Without the clear evidence of the metaphorical ‘smoking gun’ to make a verdict of a conspiracy against the public interest simply unavoidable, it becomes a judgment-call to force the Prime Minister and Chancellor from office, for selling out the country with their utterly inappropriate relationships with private health providers, private employment insurers, global management consultants, private education providers and so on.
Richard Murphy makes the point that the corrosiveness of offshore tax havens stems from ‘a deliberate, legally backed veil of secrecy’ (10). But at the very point that, the ‘imperative of shattering secrecy’ by transparency and country to country reporting, is beginning to be taken seriously and internationally, the Tory-LD government is making our own public services secret, unavailable to public scrutiny, by claiming commercial sensitivity.
As George Monbiot argues:
Private companies now provide services we are in no position to refuse, yet, unlike the state bodies they replace, they are not subject to the Freedom of Information Act…
Companies are once again striking remarkable deals, hatched in secret, at the expense of taxpayers, pupils and patients. Last week, for example, we learned that Circle Healthcare will be able to extract millions of pounds a year from a public hospital, Hinchingbrooke, which is in deep financial trouble. Crucial information about the deal remains secret on the grounds of Circle’s “commercial confidentiality”.
… If we are to reclaim power from the corporations that have seized it, first we need to know what that power looks like. (11)
This raises fundamental questions about the nature and power of government.
Shouldn’t there be a responsibility on political parties to spell out their intentions before they are elected?
Shouldn’t there be transparency about the authors and genesis of legislation?
Shouldn’t there be a capacity to challenge governments who have misled the electorate prior to election? For example ‘No top down re-organisation of the NHS’ and ‘No Tuition fees’.
Shouldn’t there be a legal duty on governments to secure and protect the best interests of their citizens?
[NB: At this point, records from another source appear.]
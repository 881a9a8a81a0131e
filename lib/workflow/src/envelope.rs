//! Versioned envelope for persisted records.
//!
//! Every history event is written inside an [`Envelope`] so stored rows carry
//! the schema version they were written with. Readers check the version
//! before decoding the payload.

use serde::de::DeserializeOwned;
use serde::{Deserialize, Serialize};
use serde_json::Value as JsonValue;

/// The current envelope version.
pub const CURRENT_VERSION: u32 = 1;

/// A versioned wrapper around a persisted payload.
#[derive(Debug, Clone, PartialEq, Eq, Serialize, Deserialize)]
pub struct Envelope<T> {
    /// The version of the envelope format.
    pub version: u32,
    /// The wrapped payload.
    pub payload: T,
}

impl<T> Envelope<T> {
    /// Creates a new envelope with the current version.
    #[must_use]
    pub fn new(payload: T) -> Self {
        Self {
            version: CURRENT_VERSION,
            payload,
        }
    }

    /// Unwraps the envelope, returning the payload.
    #[must_use]
    pub fn into_payload(self) -> T {
        self.payload
    }

    /// Returns a reference to the payload.
    #[must_use]
    pub fn payload(&self) -> &T {
        &self.payload
    }

    /// Returns true if this envelope uses the current version.
    #[must_use]
    pub fn is_current_version(&self) -> bool {
        self.version == CURRENT_VERSION
    }
}

impl<T: Serialize> Envelope<T> {
    /// Encodes the envelope as a JSON value (for `jsonb` columns).
    ///
    /// # Errors
    ///
    /// Returns an error if the payload cannot be serialized.
    pub fn to_json(&self) -> Result<JsonValue, serde_json::Error> {
        serde_json::to_value(self)
    }
}

/// An envelope whose payload has not been decoded yet.
#[derive(Debug, Clone, PartialEq, Eq, Serialize, Deserialize)]
pub struct RawEnvelope {
    pub version: u32,
    pub payload: JsonValue,
}

impl RawEnvelope {
    /// Parses the outer envelope from a stored JSON value.
    ///
    /// # Errors
    ///
    /// Returns an error if the value lacks a version or payload.
    pub fn from_json(value: JsonValue) -> Result<Self, serde_json::Error> {
        serde_json::from_value(value)
    }

    /// Decodes the payload into `T`.
    ///
    /// # Errors
    ///
    /// Returns an error if the payload does not match `T`.
    pub fn decode<T: DeserializeOwned>(self) -> Result<Envelope<T>, serde_json::Error> {
        let payload = serde_json::from_value(self.payload)?;
        Ok(Envelope {
            version: self.version,
            payload,
        })
    }
}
Doubtless this list is not exhaustive but the point is, that without this sort of transparency and accountability, in what way can any UK government be said to be democratically elected? What protection is there for the electorate from a sanctioned coup d’etat?
As Mark Serwotka, general secretary of the PCS, said: “Far from being done by mutual consent, the Government’s plans rest on imposing unpopular ideas on an unwilling workforce.” (1) At the same time, Professor Prem Sikka reports that Britain’s rate of wealth transference from employees and the state to corporations is unmatched in any developed country. (12)
It seems that this government of the Tory-LDs are intent on transforming the UK* into that which James Galbraith identifies as a Predator State: The state as monopoly collector of taxes and corrupt distributor of the spoils to the private sector. (13)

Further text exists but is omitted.